(DATASET Opens)

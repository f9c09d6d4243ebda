//! Membership capability cache
//!
//! Authoring in a conversation requires the owner's capability token. Looking
//! it up means a ledger round-trip, so tokens are cached per
//! `(owner, conversation)`. Concurrent resolves for the same key share one
//! in-flight lookup. Failed lookups are never cached: a "not a member" answer
//! may stop being true as soon as someone adds us.

use std::collections::HashMap;
use std::sync::Arc;

use async_trait::async_trait;
use futures::future::{BoxFuture, FutureExt, Shared};
use parking_lot::Mutex;
use tracing::{debug, info};

use crate::context::ClientContext;
use crate::error::{MailError, MailResult};
use crate::types::{CapabilityToken, ConversationId};

/// Finds the capability objects an owner holds for a conversation
#[async_trait]
pub trait MembershipLookup: Send + Sync {
    /// Look up `owner`'s capability for `conversation_id`; `None` if not a member
    async fn lookup(
        &self,
        conversation_id: &ConversationId,
        owner: &str,
    ) -> MailResult<Option<CapabilityToken>>;
}

type CacheKey = (String, ConversationId);
type LookupFuture = Shared<BoxFuture<'static, MailResult<CapabilityToken>>>;

struct InFlight {
    id: u64,
    future: LookupFuture,
}

#[derive(Default)]
struct CacheState {
    tokens: HashMap<CacheKey, CapabilityToken>,
    in_flight: HashMap<CacheKey, InFlight>,
    next_flight: u64,
}

/// Single-flight cache of capability tokens for one client context
#[derive(Clone)]
pub struct CapabilityCache {
    ctx: ClientContext,
    lookup: Arc<dyn MembershipLookup>,
    state: Arc<Mutex<CacheState>>,
}

impl CapabilityCache {
    pub fn new(ctx: ClientContext, lookup: Arc<dyn MembershipLookup>) -> Self {
        Self {
            ctx,
            lookup,
            state: Arc::new(Mutex::new(CacheState::default())),
        }
    }

    fn key(&self, conversation_id: &ConversationId) -> CacheKey {
        (self.ctx.identity().to_string(), conversation_id.clone())
    }

    /// Return the cached token or perform (or join) the lookup.
    ///
    /// # Errors
    ///
    /// - `MailError::NotAMember` if the owner holds no capability
    /// - `MailError::Cancelled` if the context was swapped out mid-lookup
    /// - whatever the lookup itself failed with
    pub async fn resolve(&self, conversation_id: &ConversationId) -> MailResult<CapabilityToken> {
        self.ctx.ensure_active()?;
        let key = self.key(conversation_id);

        let (flight_id, future) = {
            let mut state = self.state.lock();
            if let Some(token) = state.tokens.get(&key) {
                return Ok(token.clone());
            }
            match state.in_flight.get(&key) {
                Some(flight) => {
                    debug!(conversation_id = %conversation_id, "Joining in-flight capability lookup");
                    (flight.id, flight.future.clone())
                }
                None => {
                    state.next_flight += 1;
                    let id = state.next_flight;
                    let future = self.start_lookup(conversation_id.clone());
                    state.in_flight.insert(
                        key.clone(),
                        InFlight {
                            id,
                            future: future.clone(),
                        },
                    );
                    (id, future)
                }
            }
        };

        let result = future.await;

        let mut state = self.state.lock();
        let owns_flight = state
            .in_flight
            .get(&key)
            .map(|flight| flight.id == flight_id)
            .unwrap_or(false);
        if owns_flight {
            state.in_flight.remove(&key);
            if let Ok(token) = &result {
                state.tokens.insert(key, token.clone());
            }
        }
        result
    }

    fn start_lookup(&self, conversation_id: ConversationId) -> LookupFuture {
        let lookup = self.lookup.clone();
        let owner = self.ctx.identity().to_string();
        let cancel = self.ctx.cancellation();

        async move {
            debug!(conversation_id = %conversation_id, owner = %owner, "Looking up capability");
            tokio::select! {
                _ = cancel.cancelled() => Err(MailError::Cancelled(format!(
                    "capability lookup for {} abandoned",
                    conversation_id
                ))),
                found = lookup.lookup(&conversation_id, &owner) => match found {
                    Ok(Some(token)) => Ok(token),
                    Ok(None) => Err(MailError::NotAMember(conversation_id.to_string())),
                    Err(e) => Err(e),
                },
            }
        }
        .boxed()
        .shared()
    }

    /// Seed the cache with a token learned elsewhere (e.g. conversation creation)
    pub fn insert(&self, token: CapabilityToken) {
        let key = (token.owner.clone(), token.conversation_id.clone());
        self.state.lock().tokens.insert(key, token);
    }

    /// Cached token without performing a lookup
    pub fn cached(&self, conversation_id: &ConversationId) -> Option<CapabilityToken> {
        self.state.lock().tokens.get(&self.key(conversation_id)).cloned()
    }

    /// Drop the cached token for a conversation.
    ///
    /// A lookup already in flight still answers its waiters but its result
    /// is not cached.
    pub fn invalidate(&self, conversation_id: &ConversationId) {
        let key = self.key(conversation_id);
        let mut state = self.state.lock();
        state.tokens.remove(&key);
        state.in_flight.remove(&key);
    }

    pub fn clear(&self) {
        let mut state = self.state.lock();
        let dropped = state.tokens.len();
        state.tokens.clear();
        state.in_flight.clear();
        info!(dropped, "Capability cache cleared");
    }

    pub fn len(&self) -> usize {
        self.state.lock().tokens.len()
    }

    pub fn is_empty(&self) -> bool {
        self.len() == 0
    }
}
//! Chat views
//!
//! This module turns stored conversations and records into display-ready
//! values, resolving addresses against the owner's alias directory.
//!
//! # Architecture
//!
//! ```text
//! ┌─────────────────────────────────────────────────────────────────┐
//! │  Chat Layer (this module)                                       │
//! │  - ChatMessage: display-ready record                            │
//! │  - ConversationView: conversation with counterpart resolved     │
//! ├─────────────────────────────────────────────────────────────────┤
//! │  Storage Layer                                                  │
//! │  - Records indexed by conversation and time                     │
//! │  - Registered conversations and per-owner aliases               │
//! ├─────────────────────────────────────────────────────────────────┤
//! │  Sync Layer                                                     │
//! │  - SyncEngine pulls ledger deltas into storage                  │
//! └─────────────────────────────────────────────────────────────────┘
//! ```
//!
//! # Usage
//!
//! ```ignore
//! let aliases = directory.list();
//! for view in load_conversation_views(&storage, ctx.identity(), &aliases)? {
//!     println!("{}: {} messages", view.display_name(), view.len());
//! }
//! ```

mod conversation;
mod message;

pub use conversation::ConversationView;
pub use message::{relative_time, ChatMessage};

use crate::aliases::AliasMap;
use crate::error::MailResult;
use crate::storage::Storage;
use crate::types::ConversationId;

/// Views of every known conversation, most recently active first
pub fn load_conversation_views(
    storage: &Storage,
    owner: &str,
    aliases: &AliasMap,
) -> MailResult<Vec<ConversationView>> {
    Ok(storage
        .list_conversation_summaries()?
        .iter()
        .map(|summary| ConversationView::from_summary(summary, owner, aliases))
        .collect())
}

/// Messages of one conversation, newest first
pub fn load_messages(
    storage: &Storage,
    conversation_id: &ConversationId,
    owner: &str,
    aliases: &AliasMap,
) -> MailResult<Vec<ChatMessage>> {
    Ok(storage
        .list_by_conversation(conversation_id)?
        .iter()
        .map(|record| ChatMessage::from_record(record, owner, aliases))
        .collect())
}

(DATASET Closes)

> _TASK GOAL_:
The lines you need are those containing "CapabilityCache"; find them in the records and copy them.

> _SOLUTION BELOW_:
pub struct CapabilityCache {
impl CapabilityCache {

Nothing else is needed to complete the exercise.